Creating a Plan for the Eradication of Poverty Diseases in Post-COVID-19 Africa

In response to Pope Francis’ call on the Church to mobilise leadership for the construction of a healthier and more just world, the Africa Health and Economic Transformation Initiative (AHETI) hosted by the Jesuit Justice and Ecology Network – Africa (JENA), based in Nairobi Kenya, in collaboration with the Yale University Global Justice Program and AUDA-NEPAD is working for the needed transformation of not only economic and healthcare institutions but also of minds and hearts to build a healthier and more just world. COVID-19 has laid bare the inequities and injustices that threaten people’s well-being, safety, and lives, and exacerbated an interconnected set of crises – health, economic, ecological, political, social – that disproportionately impact the poor and most vulnerable. For this reason, AHETI and its partners are responding to Africa’s health crisis as one related to and one that forms part of a set of multiple interrelated crises that need to be dealt with if we are to truly usher in a healthier and more just world.

What is the Problem?

Globalised in 1995 through the TRIPs Agreement, humanity’s dominant mechanism for encouraging innovations involves 20-year product patents, whose monopoly features enable innovators to reap large markups or licensing fees from early users. In the pharmaceutical sector, such markups often exceed 1000 times the unit cost of production. Accordingly, Africans are largely excluded from patented pharmaceuticals, and innovators neglect diseases that are concentrated among the poor in Africa like tuberculosis, malaria and diarrheal diseases. In fact, as much as 97% of Malaria disease’s burden rests in Africa, only 3% of treatment solutions come from Africa. This pattern is replicated across other challenges Africa faces.

Current incentives for drug development have failed to deliver treatment for many diseases for which demand is too weak to support high prices in Africa. New more impact-driven economic models are therefore needed to provide sustainable rewards for innovators looking to pursue drug candidates that have significant prophylactic or therapeutic potential but are not commercially attractive under the current regime. There is need to ensure that Governments and industry urgently collaborate to test potential models, as instability from historical and emergent global health crises presents an increasing structural risk to economies, industry and healthcare systems. There is further need to promote a robust manufacturing ecosystem that is required for Africa to become more self-sufficient in manufacturing the pharmaceuticals its population needs.

Afya Africa: Health for All Conference Intervention

AHETI is inviting various stakeholders to join the vibrant global community with various initiatives for a two-day conversation on how to create a Roadmap for an Africa free from TB, malaria, diarrhoea and any other poverty diseases in the promotion of health for all. It is a practical conversation that can guide and empower all to start on the path out of diseases and out of this self-inflicted Pandemics Era into a more secure world. AHETI believes that together we can bring together various solutions, refine and jointly implement them.

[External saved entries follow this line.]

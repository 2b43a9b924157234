//-
// Copyright (c) 2020, Jason Lingle
//
// This file is part of Crymap.
//
// Crymap is free software: you can  redistribute it and/or modify it under the
// terms of  the GNU General Public  License as published by  the Free Software
// Foundation, either version  3 of the License, or (at  your option) any later
// version.
//
// Crymap is distributed  in the hope that  it will be useful,  but WITHOUT ANY
// WARRANTY; without  even the implied  warranty of MERCHANTABILITY  or FITNESS
// FOR  A PARTICULAR  PURPOSE.  See the  GNU General  Public  License for  more
// details.
//
// You should have received a copy of the GNU General Public License along with
// Crymap. If not, see <http://www.gnu.org/licenses/>.

//! Support for retrieving data from a message needed for search.
//!
//! This does not implement searching itself; that lives in
//! `account::search`.
//!
//! Everything a search could look at is gathered into the `SearchData`
//! structure up front, but only the parts the criteria actually refer to. A
//! field which was not gathered is `None`, which the evaluator treats as
//! "unknown". This is also how the flags-only and message-only search paths
//! are told apart.

use std::collections::HashMap;

use bitflags::bitflags;
use chrono::prelude::*;

use super::strings::*;
use crate::account::model::Flag;
use crate::mime::content_encoding::decode_text_body;
use crate::mime::entity::{Entity, Header};
use crate::mime::header;
use crate::mime::model::{Address, MailboxSpec};
use crate::support::system_config::SearchConfig;

bitflags! {
    /// Message properties that are only extracted when a search needs them.
    pub struct OptionalSearchParts: u32 {
        const HEADER_MAP = 1 << 0;
        const FROM = 1 << 1;
        const CC = 1 << 2;
        const BCC = 1 << 3;
        const TO = 1 << 4;
        const DATE = 1 << 5;
        const SUBJECT = 1 << 6;
        const CONTENT = 1 << 7;
        const SIZE = 1 << 8;
    }
}

/// Data which can be fetched as part of the search process.
///
/// A field is `None` if its value is unknown. If the value is known to be
/// absent, it is set to `Some("")`.
#[derive(Debug, Clone, Default)]
pub struct SearchData {
    pub flags: Option<Vec<Flag>>,

    /// All top-level headers on the message, with encoded words decoded.
    ///
    /// Header names are lowercase.
    ///
    /// Encoded word decoding is done irrespective of per-header syntax; in
    /// essence, every header is treated as an unstructured string. This also
    /// means that comments remain in this text.
    ///
    /// If multiple values of the same header are found, they are
    /// concatenated, separated with a NUL character.
    pub headers: Option<HashMap<String, String>>,
    /// The From header, in "normalised" format.
    ///
    /// RFC 3501 does not define what it means to search for a substring in
    /// any of the addressing fields. We put the address list into a sort of
    /// naïve normalised format so that a query like `<foo@bar.com>` can be
    /// used to match an address exactly: display names are wrapped in double
    /// quotes (but not escaped), emails are surrounded by angle brackets, and
    /// groups are more or less in RFC 5322 syntax.
    ///
    /// If the field cannot be parsed as an address list at all, this is the
    /// decoded raw text instead.
    pub from: Option<String>,
    /// The CC header, in "normalised" format (see `from`).
    pub cc: Option<String>,
    /// The BCC header, in "normalised" format (see `from`).
    pub bcc: Option<String>,
    /// The To header, in "normalised" format (see `from`).
    pub to: Option<String>,
    /// The Date header.
    ///
    /// A message without a usable date is considered to have been sent at
    /// the UNIX epoch.
    pub date: Option<DateTime<FixedOffset>>,
    /// The Subject header, decoded.
    pub subject: Option<String>,
    /// The exact length of the message body, in bytes.
    pub size: Option<u64>,

    /// A concatenation of all `text/*` leaf parts, with their transfer
    /// encoding removed and converted to UTF-8. Each part is terminated with
    /// a NUL character.
    pub content: Option<String>,
}

impl SearchData {
    /// Record the flags currently set on the message.
    pub fn load_flags(&mut self, flags: &[Flag]) {
        self.flags = Some(flags.to_vec());
    }

    /// Extract the parts given by `want` from `message`.
    ///
    /// At most `config.content_read_limit` bytes of raw body text are
    /// examined to produce `content`.
    pub fn load_message(
        &mut self,
        message: &Entity,
        want: OptionalSearchParts,
        config: &SearchConfig,
    ) {
        let fields = message.header();

        if want.contains(OptionalSearchParts::HEADER_MAP) {
            self.headers = Some(header_map(fields));
        }
        if want.contains(OptionalSearchParts::FROM) {
            self.from = Some(normalised_addresses(fields, "From"));
        }
        if want.contains(OptionalSearchParts::CC) {
            self.cc = Some(normalised_addresses(fields, "Cc"));
        }
        if want.contains(OptionalSearchParts::BCC) {
            self.bcc = Some(normalised_addresses(fields, "Bcc"));
        }
        if want.contains(OptionalSearchParts::TO) {
            self.to = Some(normalised_addresses(fields, "To"));
        }
        if want.contains(OptionalSearchParts::DATE) {
            self.date = Some(
                fields
                    .get("Date")
                    .and_then(header::parse_datetime)
                    .unwrap_or_else(|| FixedOffset::east(0).timestamp(0, 0)),
            );
        }
        if want.contains(OptionalSearchParts::SUBJECT) {
            self.subject = Some(
                fields
                    .get("Subject")
                    .map(decode_unstructured)
                    .unwrap_or_default(),
            );
        }
        if want.contains(OptionalSearchParts::SIZE) {
            self.size = Some(message.body().len() as u64);
        }
        if want.contains(OptionalSearchParts::CONTENT) {
            let mut content = String::new();
            let mut remaining = config.content_read_limit;
            accumulate_content(message, &mut remaining, &mut content);
            self.content = Some(content);
        }
    }
}

fn header_map(fields: &Header) -> HashMap<String, String> {
    let mut headers = HashMap::<String, String>::new();
    for (name, value) in fields.iter() {
        let value = decode_unstructured(value);
        headers
            .entry(name.to_ascii_lowercase())
            .and_modify(|v| {
                v.push('\0');
                v.push_str(&value);
            })
            .or_insert(value);
    }
    headers
}

fn normalised_addresses(fields: &Header, name: &str) -> String {
    fn push_mailbox(dst: &mut String, mailbox: &MailboxSpec) {
        dst.push('"');
        dst.push_str(&decode_phrase(&mailbox.name));
        dst.push_str("\" <");
        dst.push_str(&decode_dotted(&mailbox.addr.local));
        if !mailbox.addr.domain.is_empty() {
            dst.push('@');
            dst.push_str(&decode_dotted(&mailbox.addr.domain));
        }
        dst.push_str(">, ");
    }

    let mut result = String::new();
    for value in fields.get_all(name) {
        let parsed = match header::parse_address_list(value) {
            Some(parsed) => parsed,
            None => {
                result.push_str(&decode_unstructured(value));
                result.push_str(", ");
                continue;
            },
        };

        for address in &parsed {
            match *address {
                Address::Mailbox(ref mailbox) => {
                    push_mailbox(&mut result, mailbox);
                },
                Address::Group(ref group) => {
                    result.push('"');
                    result.push_str(&decode_phrase(&group.name));
                    result.push_str("\": ");
                    for mailbox in &group.boxes {
                        push_mailbox(&mut result, mailbox);
                    }
                    result.push_str("; ");
                },
            }
        }
    }
    result
}

fn accumulate_content(
    entity: &Entity,
    remaining: &mut usize,
    dst: &mut String,
) {
    if 0 == *remaining {
        return;
    }

    if let Some(parts) = entity.parts() {
        for part in parts {
            accumulate_content(part, remaining, dst);
        }
    } else if let Some(text) = decode_text_body(entity, *remaining) {
        *remaining -= entity.body().len().min(*remaining);
        dst.push_str(&text);
        dst.push('\0');
    }
}

#[cfg(test)]
mod test {
    use super::*;
    use crate::test_data::*;

    fn load(message: &str, want: OptionalSearchParts) -> SearchData {
        let mut data = SearchData::default();
        data.load_message(
            &parse_sample(message),
            want,
            &SearchConfig::default(),
        );
        data
    }

    #[test]
    fn only_wanted_parts_are_loaded() {
        let data = load(
            MULTIPART_MIXED,
            OptionalSearchParts::SUBJECT | OptionalSearchParts::SIZE,
        );
        assert!(data.flags.is_none());
        assert!(data.headers.is_none());
        assert!(data.from.is_none());
        assert!(data.cc.is_none());
        assert!(data.bcc.is_none());
        assert!(data.to.is_none());
        assert!(data.date.is_none());
        assert!(data.content.is_none());
        assert!(data.subject.is_some());
        assert!(data.size.is_some());
    }

    #[test]
    fn addresses_are_normalised() {
        let data = load(MULTIPART_MIXED, OptionalSearchParts::all());
        assert_eq!(
            Some("\"Ada Lovelace\" <ada@analytical.example>, "),
            data.from.as_deref()
        );
        assert_eq!(
            Some(
                "\"\" <charles@engine.example>, \
                 \"Jörg\" <joerg@example.de>, "
            ),
            data.to.as_deref()
        );
        assert_eq!(
            Some("\"Reviewers\": \"\" <menabrea@turin.example>, ; "),
            data.cc.as_deref()
        );
        assert_eq!(Some(""), data.bcc.as_deref());
    }

    #[test]
    fn simple_fields_are_decoded() {
        let data = load(MULTIPART_MIXED, OptionalSearchParts::all());
        assert_eq!(Some("Notes on the Engine § 1"), data.subject.as_deref());
        assert_eq!(
            "2020-04-14T09:30:00+01:00",
            data.date.unwrap().to_rfc3339()
        );

        let headers = data.headers.unwrap();
        assert_eq!(Some("3"), headers.get("x-priority").map(|s| &s[..]));
        assert_eq!(
            Some("Notes on the Engine § 1"),
            headers.get("subject").map(|s| &s[..])
        );
        assert!(!headers.contains_key("content-transfer-encoding"));
    }

    #[test]
    fn repeated_headers_are_joined() {
        let mut data = SearchData::default();
        data.load_message(
            &Entity::parse(b"X-Tag: one\r\nx-tag: two\r\n\r\n"),
            OptionalSearchParts::HEADER_MAP,
            &SearchConfig::default(),
        );
        assert_eq!(
            Some("one\0two"),
            data.headers.unwrap().get("x-tag").map(|s| &s[..])
        );
    }

    #[test]
    fn missing_fields_are_known_empty() {
        let mut data = SearchData::default();
        data.load_message(
            &Entity::parse(b"X-Nothing: here\r\n\r\nbody"),
            OptionalSearchParts::all(),
            &SearchConfig::default(),
        );
        assert_eq!(Some(""), data.from.as_deref());
        assert_eq!(Some(""), data.subject.as_deref());
        assert_eq!(0, data.date.unwrap().timestamp());
        assert_eq!(Some(4), data.size);
        assert_eq!(Some("body\0"), data.content.as_deref());
    }

    #[test]
    fn content_covers_all_text_parts() {
        let data = load(MULTIPART_MIXED, OptionalSearchParts::CONTENT);
        assert_eq!(
            Some(
                "The engine may act upon other things besides number.\0\
                 <p>The engine may act upon other things besides \
                 number.</p>\0\
                 B1 = 1/6\r\nB2 = -1/30\0"
            ),
            data.content.as_deref()
        );
    }

    #[test]
    fn content_skips_non_text_parts() {
        let data = load(DEEPLY_NESTED, OptionalSearchParts::CONTENT);
        let content = data.content.unwrap();
        assert!(content.contains("Part 1"));
        assert!(content.contains("Part 4.2.1"));
        assert!(content.contains("Part 4.2.2.1"));
        assert!(!content.contains("Part 2"));
        assert!(!content.contains("Part 3"));
        assert!(!content.contains("Part 4.1"));
        assert!(!content.contains("Part 4.2.2.2"));
    }

    #[test]
    fn content_respects_read_limit() {
        let mut data = SearchData::default();
        data.load_message(
            &parse_sample(MULTIPART_MIXED),
            OptionalSearchParts::CONTENT | OptionalSearchParts::SIZE,
            &SearchConfig {
                content_read_limit: 10,
            },
        );
        assert_eq!(Some("The engine\0"), data.content.as_deref());
        assert!(data.size.unwrap() > 10);
    }

    #[test]
    fn size_is_exact_body_length() {
        let message = parse_sample(MULTIPART_MIXED);
        let mut data = SearchData::default();
        data.load_message(
            &message,
            OptionalSearchParts::SIZE,
            &SearchConfig::default(),
        );
        assert_eq!(Some(message.body().len() as u64), data.size);
    }
}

The main objective of this two-day conference is present alternative models to incentivize pharmaceutical production in Africa and to give a comprehensive picture of key issues in the promotion of local pharmaceutical production in Africa to improve access to essential medicines. It will be a unique opportunity to review the achievements of several projects implemented to foster local pharmaceutical industries in Africa since early 2000s and to further develop and enhance these interventions. The conference will provide a platform for an in-depth exchange among African countries and beyond on the key issues surrounding local pharmaceutical production at enterprise level, embedded in a national, regional and global context.

Potential Inputs

The discussions, exchange and dialogues at the Conference will be informed by the products of Work Streams driving the preparatory process of the Conference

1. The Presentation and launch of the Health Impact Fund Africa Pilot, an emerging alternative model for incentivizing pharmaceutical production in Africa to be led by the Incentives for Global Health (IGH), AHETI, and the Yale University Global Justice Program. all devoted to advancing market-based solutions to global health challenges

2. Updates on current local efforts with a focus on the Pharmaceutical Manufacturing Plan for Africa (PMPA)

3. Action Tracks: The draft of five short discussion papers that set out the overall ambition, challenges, opportunities, and possible solutions related to the six thematic Action Tracks on the key issues surrounding local African pharmaceutical production at enterprise level, embedded in a national, regional and global context.

These will include the following topics:

a. Global structural reform

b. Technology transfer

c. Production and Supply Chains

d. Financing

e. Quality and Regulation

f. Integrative Health.

4. Proposals for new or scaled‐up initiatives, building on existing initiatives, partnerships, and coalitions.

5. Key recommendations for follow‐up actions.

Conference Participants

The conference will bring together a wide range of stakeholders whose collaboration is essential for promoting local pharmaceutical production, these include representatives of pharmaceutical companies and associations in Africa and other developing countries; Ministries of Health; Ministries of Industry and Trade; Drug regulatory authorities; Patent offices; International organizations; Civil society and academia.

Dates: 11th and 12th January 2023

Venue: Kigali Convention Centre, Kigali, Rwanda.